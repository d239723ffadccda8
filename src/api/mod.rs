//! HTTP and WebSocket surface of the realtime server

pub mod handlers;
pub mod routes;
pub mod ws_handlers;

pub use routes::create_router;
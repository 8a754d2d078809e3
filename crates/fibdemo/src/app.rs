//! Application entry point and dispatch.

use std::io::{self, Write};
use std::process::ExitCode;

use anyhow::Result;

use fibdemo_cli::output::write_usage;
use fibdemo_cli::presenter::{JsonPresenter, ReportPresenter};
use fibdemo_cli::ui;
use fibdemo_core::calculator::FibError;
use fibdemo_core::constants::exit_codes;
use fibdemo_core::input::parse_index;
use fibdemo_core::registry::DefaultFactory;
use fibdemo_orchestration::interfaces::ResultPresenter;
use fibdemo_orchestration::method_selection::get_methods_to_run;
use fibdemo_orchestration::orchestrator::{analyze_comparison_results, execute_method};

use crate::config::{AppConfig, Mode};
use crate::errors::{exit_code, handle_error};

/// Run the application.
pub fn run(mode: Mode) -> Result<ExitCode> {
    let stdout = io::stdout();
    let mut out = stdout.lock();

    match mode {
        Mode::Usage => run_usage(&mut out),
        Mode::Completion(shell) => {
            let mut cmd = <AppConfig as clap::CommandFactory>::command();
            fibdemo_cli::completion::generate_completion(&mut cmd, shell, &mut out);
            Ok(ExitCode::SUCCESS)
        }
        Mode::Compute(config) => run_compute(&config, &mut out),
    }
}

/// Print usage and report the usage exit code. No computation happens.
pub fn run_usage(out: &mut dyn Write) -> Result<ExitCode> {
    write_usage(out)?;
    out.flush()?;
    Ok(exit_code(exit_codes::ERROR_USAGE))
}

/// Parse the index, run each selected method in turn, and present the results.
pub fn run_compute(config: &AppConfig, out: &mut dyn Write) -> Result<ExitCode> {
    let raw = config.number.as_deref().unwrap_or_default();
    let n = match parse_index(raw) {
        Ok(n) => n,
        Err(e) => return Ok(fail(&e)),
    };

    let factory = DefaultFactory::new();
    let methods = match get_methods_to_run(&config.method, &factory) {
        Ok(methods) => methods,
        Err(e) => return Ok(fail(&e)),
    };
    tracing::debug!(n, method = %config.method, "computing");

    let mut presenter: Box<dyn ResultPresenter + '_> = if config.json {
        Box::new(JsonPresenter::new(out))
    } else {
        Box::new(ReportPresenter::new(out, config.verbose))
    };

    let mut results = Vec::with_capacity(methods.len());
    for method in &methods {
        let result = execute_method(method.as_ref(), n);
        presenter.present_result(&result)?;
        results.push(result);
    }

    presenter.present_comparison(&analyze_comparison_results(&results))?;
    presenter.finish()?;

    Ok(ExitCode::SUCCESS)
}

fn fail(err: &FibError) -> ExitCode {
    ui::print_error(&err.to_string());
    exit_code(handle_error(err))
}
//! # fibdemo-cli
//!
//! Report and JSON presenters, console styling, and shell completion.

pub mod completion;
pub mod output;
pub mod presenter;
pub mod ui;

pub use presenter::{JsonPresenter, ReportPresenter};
* * * * * * *
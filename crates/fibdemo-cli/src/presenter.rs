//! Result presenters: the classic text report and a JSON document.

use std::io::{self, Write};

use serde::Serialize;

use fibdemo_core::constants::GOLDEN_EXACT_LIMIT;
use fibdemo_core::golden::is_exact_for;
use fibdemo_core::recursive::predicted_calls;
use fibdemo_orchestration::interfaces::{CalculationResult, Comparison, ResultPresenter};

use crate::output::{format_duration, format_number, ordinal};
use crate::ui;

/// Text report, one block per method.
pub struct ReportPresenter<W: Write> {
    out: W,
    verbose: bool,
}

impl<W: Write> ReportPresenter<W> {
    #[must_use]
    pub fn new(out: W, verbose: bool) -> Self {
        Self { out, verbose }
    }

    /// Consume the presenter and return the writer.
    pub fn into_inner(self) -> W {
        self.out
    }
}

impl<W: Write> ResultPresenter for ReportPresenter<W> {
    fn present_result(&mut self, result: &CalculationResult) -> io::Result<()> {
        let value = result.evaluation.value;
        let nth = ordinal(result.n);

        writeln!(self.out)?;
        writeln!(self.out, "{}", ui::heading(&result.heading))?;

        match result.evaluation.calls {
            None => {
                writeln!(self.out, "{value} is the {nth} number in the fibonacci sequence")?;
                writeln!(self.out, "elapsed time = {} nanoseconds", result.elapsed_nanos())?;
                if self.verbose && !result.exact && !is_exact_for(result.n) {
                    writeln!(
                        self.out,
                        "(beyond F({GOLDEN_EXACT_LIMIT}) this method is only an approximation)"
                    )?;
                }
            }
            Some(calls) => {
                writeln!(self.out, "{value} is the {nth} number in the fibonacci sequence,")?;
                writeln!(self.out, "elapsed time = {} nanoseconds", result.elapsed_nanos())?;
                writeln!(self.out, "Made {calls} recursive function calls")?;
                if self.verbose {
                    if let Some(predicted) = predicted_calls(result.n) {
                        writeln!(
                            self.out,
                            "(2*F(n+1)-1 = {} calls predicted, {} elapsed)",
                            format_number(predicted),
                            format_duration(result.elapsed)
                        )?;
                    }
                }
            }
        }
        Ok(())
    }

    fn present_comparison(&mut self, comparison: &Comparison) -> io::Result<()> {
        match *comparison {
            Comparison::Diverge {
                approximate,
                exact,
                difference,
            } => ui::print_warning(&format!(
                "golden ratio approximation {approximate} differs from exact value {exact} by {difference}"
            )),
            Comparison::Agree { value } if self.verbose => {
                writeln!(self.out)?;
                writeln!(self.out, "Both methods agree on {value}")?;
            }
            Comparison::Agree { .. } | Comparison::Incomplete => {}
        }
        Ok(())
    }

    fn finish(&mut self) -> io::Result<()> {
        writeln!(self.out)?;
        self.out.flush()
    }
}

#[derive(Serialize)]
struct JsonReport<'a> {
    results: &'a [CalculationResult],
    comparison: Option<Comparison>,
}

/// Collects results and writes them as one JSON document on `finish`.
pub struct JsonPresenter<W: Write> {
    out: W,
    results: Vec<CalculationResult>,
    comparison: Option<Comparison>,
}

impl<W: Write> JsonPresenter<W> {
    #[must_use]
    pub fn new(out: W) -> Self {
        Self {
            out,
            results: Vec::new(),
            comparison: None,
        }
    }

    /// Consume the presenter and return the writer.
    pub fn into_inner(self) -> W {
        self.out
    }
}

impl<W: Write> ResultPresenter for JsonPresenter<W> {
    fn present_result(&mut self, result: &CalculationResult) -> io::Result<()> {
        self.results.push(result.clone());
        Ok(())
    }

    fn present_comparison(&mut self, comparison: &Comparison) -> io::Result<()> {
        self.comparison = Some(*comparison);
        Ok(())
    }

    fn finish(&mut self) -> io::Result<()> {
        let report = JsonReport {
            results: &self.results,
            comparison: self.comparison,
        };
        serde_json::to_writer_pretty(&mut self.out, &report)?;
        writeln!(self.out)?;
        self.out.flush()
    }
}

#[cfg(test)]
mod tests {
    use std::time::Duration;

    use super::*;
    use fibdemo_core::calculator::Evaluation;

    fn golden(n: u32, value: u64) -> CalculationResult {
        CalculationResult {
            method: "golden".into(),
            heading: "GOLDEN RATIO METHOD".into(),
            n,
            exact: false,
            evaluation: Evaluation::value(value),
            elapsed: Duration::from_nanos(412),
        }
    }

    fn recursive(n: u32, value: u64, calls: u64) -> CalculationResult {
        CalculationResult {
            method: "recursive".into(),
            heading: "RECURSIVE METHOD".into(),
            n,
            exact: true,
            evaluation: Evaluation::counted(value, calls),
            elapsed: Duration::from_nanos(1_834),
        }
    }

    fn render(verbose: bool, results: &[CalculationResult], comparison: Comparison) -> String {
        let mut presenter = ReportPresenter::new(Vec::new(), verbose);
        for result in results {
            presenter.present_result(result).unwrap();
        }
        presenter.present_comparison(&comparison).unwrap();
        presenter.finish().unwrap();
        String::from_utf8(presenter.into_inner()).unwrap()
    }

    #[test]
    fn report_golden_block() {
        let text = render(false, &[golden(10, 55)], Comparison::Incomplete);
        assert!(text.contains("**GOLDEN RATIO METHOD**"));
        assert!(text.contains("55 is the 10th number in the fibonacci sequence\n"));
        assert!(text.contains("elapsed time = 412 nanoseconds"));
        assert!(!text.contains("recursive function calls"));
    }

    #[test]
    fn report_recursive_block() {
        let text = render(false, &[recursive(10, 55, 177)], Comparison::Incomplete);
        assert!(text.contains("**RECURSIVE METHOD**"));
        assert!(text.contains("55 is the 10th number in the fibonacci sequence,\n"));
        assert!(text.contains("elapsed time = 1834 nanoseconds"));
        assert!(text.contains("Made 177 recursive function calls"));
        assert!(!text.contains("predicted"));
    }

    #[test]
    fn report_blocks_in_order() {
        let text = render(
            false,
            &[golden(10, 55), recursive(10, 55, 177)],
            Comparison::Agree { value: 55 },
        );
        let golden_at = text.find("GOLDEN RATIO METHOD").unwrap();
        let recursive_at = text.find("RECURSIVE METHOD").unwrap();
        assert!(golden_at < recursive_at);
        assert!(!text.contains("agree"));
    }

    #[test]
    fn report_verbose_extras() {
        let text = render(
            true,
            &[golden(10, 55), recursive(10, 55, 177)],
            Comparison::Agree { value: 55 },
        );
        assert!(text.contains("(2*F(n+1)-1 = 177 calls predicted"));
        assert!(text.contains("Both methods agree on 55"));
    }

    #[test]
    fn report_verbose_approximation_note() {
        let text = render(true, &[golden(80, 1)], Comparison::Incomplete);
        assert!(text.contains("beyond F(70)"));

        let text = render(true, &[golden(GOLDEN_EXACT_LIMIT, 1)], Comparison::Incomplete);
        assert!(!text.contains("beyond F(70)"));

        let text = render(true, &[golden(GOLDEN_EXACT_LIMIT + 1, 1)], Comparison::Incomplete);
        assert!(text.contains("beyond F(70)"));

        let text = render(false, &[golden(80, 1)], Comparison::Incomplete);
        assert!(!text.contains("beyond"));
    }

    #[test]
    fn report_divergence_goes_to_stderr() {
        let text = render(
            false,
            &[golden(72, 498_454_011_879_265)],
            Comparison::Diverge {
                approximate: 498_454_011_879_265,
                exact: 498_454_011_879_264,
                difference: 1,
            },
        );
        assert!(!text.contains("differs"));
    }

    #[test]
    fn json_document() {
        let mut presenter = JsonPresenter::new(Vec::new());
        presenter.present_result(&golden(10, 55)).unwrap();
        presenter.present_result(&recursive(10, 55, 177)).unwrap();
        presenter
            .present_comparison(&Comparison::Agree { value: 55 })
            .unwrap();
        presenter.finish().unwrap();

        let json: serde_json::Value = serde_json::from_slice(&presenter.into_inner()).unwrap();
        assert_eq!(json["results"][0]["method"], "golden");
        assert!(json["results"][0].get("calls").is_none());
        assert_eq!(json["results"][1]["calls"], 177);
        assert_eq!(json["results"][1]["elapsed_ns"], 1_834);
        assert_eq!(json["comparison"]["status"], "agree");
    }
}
* * * * * * *
• _ACTION ITEM_: In the records above, find the line with "55, 177)], Comparison::Incomplete);"; write out exactly that line and each one after it, stopping after the line with "let mut presenter = JsonPresenter::new(Vec::new());".

• _EXERCISE SOLUTION_:
        let text = render(false, &[recursive(10, 55, 177)], Comparison::Incomplete);
        assert!(text.contains("**RECURSIVE METHOD**"));
        assert!(text.contains("55 is the 10th number in the fibonacci sequence,\n"));
        assert!(text.contains("elapsed time = 1834 nanoseconds"));
        assert!(text.contains("Made 177 recursive function calls"));
        assert!(!text.contains("predicted"));
    }

    #[test]
    fn report_blocks_in_order() {
        let text = render(
            false,
            &[golden(10, 55), recursive(10, 55, 177)],
            Comparison::Agree { value: 55 },
        );
        let golden_at = text.find("GOLDEN RATIO METHOD").unwrap();
        let recursive_at = text.find("RECURSIVE METHOD").unwrap();
        assert!(golden_at < recursive_at);
        assert!(!text.contains("agree"));
    }

    #[test]
    fn report_verbose_extras() {
        let text = render(
            true,
            &[golden(10, 55), recursive(10, 55, 177)],
            Comparison::Agree { value: 55 },
        );
        assert!(text.contains("(2*F(n+1)-1 = 177 calls predicted"));
        assert!(text.contains("Both methods agree on 55"));
    }

    #[test]
    fn report_verbose_approximation_note() {
        let text = render(true, &[golden(80, 1)], Comparison::Incomplete);
        assert!(text.contains("beyond F(70)"));

        let text = render(true, &[golden(GOLDEN_EXACT_LIMIT, 1)], Comparison::Incomplete);
        assert!(!text.contains("beyond F(70)"));

        let text = render(true, &[golden(GOLDEN_EXACT_LIMIT + 1, 1)], Comparison::Incomplete);
        assert!(text.contains("beyond F(70)"));

        let text = render(false, &[golden(80, 1)], Comparison::Incomplete);
        assert!(!text.contains("beyond"));
    }

    #[test]
    fn report_divergence_goes_to_stderr() {
        let text = render(
            false,
            &[golden(72, 498_454_011_879_265)],
            Comparison::Diverge {
                approximate: 498_454_011_879_265,
                exact: 498_454_011_879_264,
                difference: 1,
            },
        );
        assert!(!text.contains("differs"));
    }

    #[test]
    fn json_document() {
        let mut presenter = JsonPresenter::new(Vec::new());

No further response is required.